“For the death he died he died to sin, once for all, but the life he lives he lives to God. So you also must consider yourselves dead to sin and alive to God in Christ Jesus.” -Romans 6:10–11
Paul now applies to the present purpose of his letter his argument that we are in union with Christ in both death and resurrection through faith as signified by our baptism.
Christ destroyed death for us by his own death—or as the theologian, John Owen described it, he accomplished the death of Death—but now lives unto God (in the Heavenlies, reigning at the Father’s right hand) because he was resurrected.
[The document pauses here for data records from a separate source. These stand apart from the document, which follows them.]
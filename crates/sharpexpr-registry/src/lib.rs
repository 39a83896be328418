//! Type registry for sharpexpr.
//!
//! [`TypeRegistry`] holds every [`TypeEntry`](sharpexpr_core::TypeEntry) the
//! binder can see and answers structural questions about them: assignability,
//! base chains, member and method enumeration, and diagnostic names.

mod registry;

pub use registry::TypeRegistry;
//! Primitive scalar kinds of the expression language.

use std::fmt;

use crate::{TypeHash, primitives};

/// Built-in scalar kinds.
///
/// `Decimal` is included even though it is not a machine primitive: it takes
/// part in numeric promotion and explicit numeric conversions like the others.
#[derive(Debug, Clone, Copy, PartialEq, Eq, Hash)]
pub enum PrimitiveKind {
    Bool,
    Char,
    Int8,
    UInt8,
    Int16,
    UInt16,
    Int32,
    UInt32,
    Int64,
    UInt64,
    Float,
    Double,
    Decimal,
}

impl PrimitiveKind {
    pub const ALL: [PrimitiveKind; 13] = [
        PrimitiveKind::Bool,
        PrimitiveKind::Char,
        PrimitiveKind::Int8,
        PrimitiveKind::UInt8,
        PrimitiveKind::Int16,
        PrimitiveKind::UInt16,
        PrimitiveKind::Int32,
        PrimitiveKind::UInt32,
        PrimitiveKind::Int64,
        PrimitiveKind::UInt64,
        PrimitiveKind::Float,
        PrimitiveKind::Double,
        PrimitiveKind::Decimal,
    ];

    /// Get the TypeHash for this primitive type.
    pub const fn type_hash(self) -> TypeHash {
        match self {
            PrimitiveKind::Bool => primitives::BOOL,
            PrimitiveKind::Char => primitives::CHAR,
            PrimitiveKind::Int8 => primitives::INT8,
            PrimitiveKind::UInt8 => primitives::UINT8,
            PrimitiveKind::Int16 => primitives::INT16,
            PrimitiveKind::UInt16 => primitives::UINT16,
            PrimitiveKind::Int32 => primitives::INT32,
            PrimitiveKind::UInt32 => primitives::UINT32,
            PrimitiveKind::Int64 => primitives::INT64,
            PrimitiveKind::UInt64 => primitives::UINT64,
            PrimitiveKind::Float => primitives::FLOAT,
            PrimitiveKind::Double => primitives::DOUBLE,
            PrimitiveKind::Decimal => primitives::DECIMAL,
        }
    }

    /// Reverse of [`PrimitiveKind::type_hash`].
    pub fn from_hash(hash: TypeHash) -> Option<Self> {
        Self::ALL.into_iter().find(|kind| kind.type_hash() == hash)
    }

    /// Unqualified runtime name (`Int32`, `Single`).
    pub const fn name(self) -> &'static str {
        match self {
            PrimitiveKind::Bool => "Boolean",
            PrimitiveKind::Char => "Char",
            PrimitiveKind::Int8 => "SByte",
            PrimitiveKind::UInt8 => "Byte",
            PrimitiveKind::Int16 => "Int16",
            PrimitiveKind::UInt16 => "UInt16",
            PrimitiveKind::Int32 => "Int32",
            PrimitiveKind::UInt32 => "UInt32",
            PrimitiveKind::Int64 => "Int64",
            PrimitiveKind::UInt64 => "UInt64",
            PrimitiveKind::Float => "Single",
            PrimitiveKind::Double => "Double",
            PrimitiveKind::Decimal => "Decimal",
        }
    }

    /// Char and decimal count as numeric; bool does not.
    pub const fn is_numeric(self) -> bool {
        !matches!(self, PrimitiveKind::Bool)
    }

    /// Integral types, excluding char.
    pub const fn is_integer(self) -> bool {
        matches!(
            self,
            PrimitiveKind::Int8
                | PrimitiveKind::UInt8
                | PrimitiveKind::Int16
                | PrimitiveKind::UInt16
                | PrimitiveKind::Int32
                | PrimitiveKind::UInt32
                | PrimitiveKind::Int64
                | PrimitiveKind::UInt64
        )
    }

    pub const fn is_signed(self) -> bool {
        matches!(
            self,
            PrimitiveKind::Int8
                | PrimitiveKind::Int16
                | PrimitiveKind::Int32
                | PrimitiveKind::Int64
                | PrimitiveKind::Float
                | PrimitiveKind::Double
                | PrimitiveKind::Decimal
        )
    }

    pub const fn is_floating(self) -> bool {
        matches!(self, PrimitiveKind::Float | PrimitiveKind::Double)
    }

    /// Integral types narrower than 32 bits, which unary and shift operators
    /// promote to `int`.
    pub const fn is_small_integer(self) -> bool {
        matches!(
            self,
            PrimitiveKind::Int8 | PrimitiveKind::UInt8 | PrimitiveKind::Int16 | PrimitiveKind::UInt16
        )
    }

    /// Bit width of integral kinds (char counts as 16).
    pub const fn bit_width(self) -> Option<u32> {
        match self {
            PrimitiveKind::Int8 | PrimitiveKind::UInt8 => Some(8),
            PrimitiveKind::Int16 | PrimitiveKind::UInt16 | PrimitiveKind::Char => Some(16),
            PrimitiveKind::Int32 | PrimitiveKind::UInt32 => Some(32),
            PrimitiveKind::Int64 | PrimitiveKind::UInt64 => Some(64),
            _ => None,
        }
    }
}

impl fmt::Display for PrimitiveKind {
    fn fmt(&self, f: &mut fmt::Formatter<'_>) -> fmt::Result {
        write!(f, "{}", self.name())
    }
}

#[cfg(test)]
mod tests {
    use super::*;

    #[test]
    fn hash_round_trips_for_every_kind() {
        for kind in PrimitiveKind::ALL {
            assert_eq!(PrimitiveKind::from_hash(kind.type_hash()), Some(kind));
        }
        assert_eq!(PrimitiveKind::from_hash(primitives::STRING), None);
    }

    #[test]
    fn classification() {
        assert!(PrimitiveKind::Char.is_numeric());
        assert!(!PrimitiveKind::Char.is_integer());
        assert!(PrimitiveKind::Decimal.is_numeric());
        assert!(!PrimitiveKind::Bool.is_numeric());
        assert!(PrimitiveKind::UInt8.is_small_integer());
        assert!(!PrimitiveKind::Int32.is_small_integer());
        assert!(!PrimitiveKind::UInt64.is_signed());
    }
}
So you also, says Paul, must live your lives in this way—dead to sin and alive to God in (union with) Christ Jesus.
We who are in Christ must consider (λογίζομαι = reckon or take into account by reasoning) ourselves dead to sin. While this is true in the spiritual sense of our being, true in our standing before God presently, it is a conscientious decision that must be made each day we still live in the flesh. Simultaneously, we must consider that we have also been resurrected in Christ (though it is yet to be accomplished in our flesh) and therefore alive to God.
As Christ lives to God reigning at his right hand in the celestial realm (Heaven), we too must live to God reigning in our terrestrial realm, (Earth) as God’s viceroys (Cf. Matthew 28:18-20).